Deep Erosion by Continental Ice Sheets: A Northern Missouri River Drainage Basin Perspective: North America
DOI : 10.3844/ajgsp.2018.27.38
Current Research in Geoscience
Volume 8, 2018
While accepting some erosion by continental ice sheets most geologists reject a previously proposed deep erosion by continental ice sheets hypothesis, yet common sense logic suggests continental ice sheets should have eroded much more than they are usually given credit for. Such situations arise in scientific communities when an accepted paradigm cannot adequately explain significant observable evidence. A new and fundamentally different paradigm, constructed from detailed topographic map evidence, illustrates how deep erosion (and crustal warping) by at least one continental ice sheet explains previously unexplained northern Missouri River drainage basin erosional landform origins.
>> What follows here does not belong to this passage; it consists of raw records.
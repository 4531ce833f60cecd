//! 成衣工廠生產優化示例

use prodopt::{
    optimize_production, sweep_capacity, Product, ScenarioConfig, SolveResult, SolverConfig,
};
use rust_decimal::Decimal;

/// 各產品對某資源的最小正耗用量（無人耗用時為 None）
fn min_positive_rate(products: &[Product], resource_id: &str) -> Option<Decimal> {
    products
        .iter()
        .map(|product| product.consumption_of(resource_id))
        .filter(|rate| *rate > Decimal::ZERO)
        .min()
}

fn main() -> anyhow::Result<()> {
    tracing_subscriber::fmt::init();

    println!("=== 成衣工廠生產優化示例 ===\n");

    let mut scenario = ScenarioConfig::from_json(include_str!("garment_factory.json"))?;
    let resources = scenario.build_resources()?;

    println!("情境: {}", scenario.name);
    for resource in &resources {
        println!("  - 資源: {}, 產能: {}", resource.id, resource.capacity);
    }

    match optimize_production(&resources, &scenario.products)? {
        SolveResult::Optimal(plan) => {
            println!("\n最優生產計劃:");
            for (product_id, quantity) in &plan.quantities {
                println!("  - {}: {}", product_id, quantity);
            }
            println!("總利潤: ${}", plan.total_profit);

            println!("\n資源使用:");
            for usage in plan.resource_usage(&scenario.products, &resources) {
                let binding = min_positive_rate(&scenario.products, &usage.resource_id)
                    .is_some_and(|rate| usage.is_binding(rate));
                println!(
                    "  - {}: {} / {}（剩餘 {}）{}",
                    usage.resource_id,
                    usage.used,
                    usage.capacity,
                    usage.slack(),
                    if binding { " [瓶頸]" } else { "" }
                );
            }
        }
        other => println!("\n無最優解，狀態: {}", other.status()),
    }

    // 機台數 4-6 台（每台 240 分鐘）
    let capacities: Vec<Decimal> = (4..=6).map(|machines| Decimal::from(machines * 240)).collect();
    let points = sweep_capacity(
        &scenario.products,
        &resources,
        "machine",
        &capacities,
        &SolverConfig::default(),
    )?;

    println!("\n機台產能掃描:");
    for point in points {
        match point.total_profit() {
            Some(profit) => println!("  - 產能 {}: 利潤 ${}", point.capacity, profit),
            None => println!("  - 產能 {}: {}", point.capacity, point.result.status()),
        }
    }

    // 工人數 5-7 人，由情境重新換算產能
    println!("\n工人數調整:");
    for workers in 5..=7 {
        scenario.set_units_available("worker", Decimal::from(workers));
        let resources = scenario.build_resources()?;
        match optimize_production(&resources, &scenario.products)?.into_plan() {
            Some(plan) => println!("  - 工人 {} 人: 利潤 ${}", workers, plan.total_profit),
            None => println!("  - 工人 {} 人: 無最優解", workers),
        }
    }

    Ok(())
}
The new paradigm requires at least one North American continental ice sheet to have created (by deep erosion and by ice sheet related crustal warping) a deep “hole” in which the ice sheet was located. Late during that ice sheet’s melt history north- and northeast-oriented valleys eroded headward from that deep “hole’s” southern end to capture immense southeast-oriented ice-marginal melt-water floods and to create what are today north- and northeast-oriented Missouri River headwaters and tributary drainage routes. While successfully explaining numerous previously unexplained erosional landforms the new paradigm challenges a number of commonly accepted middle and late Cenozoic geologic and glacial history interpretations.
© 2018 Eric Clausen. This is an open access article distributed under the terms of the Creative Commons Attribution License, which permits unrestricted use, distribution, and reproduction in any medium, provided the original author and source are credited.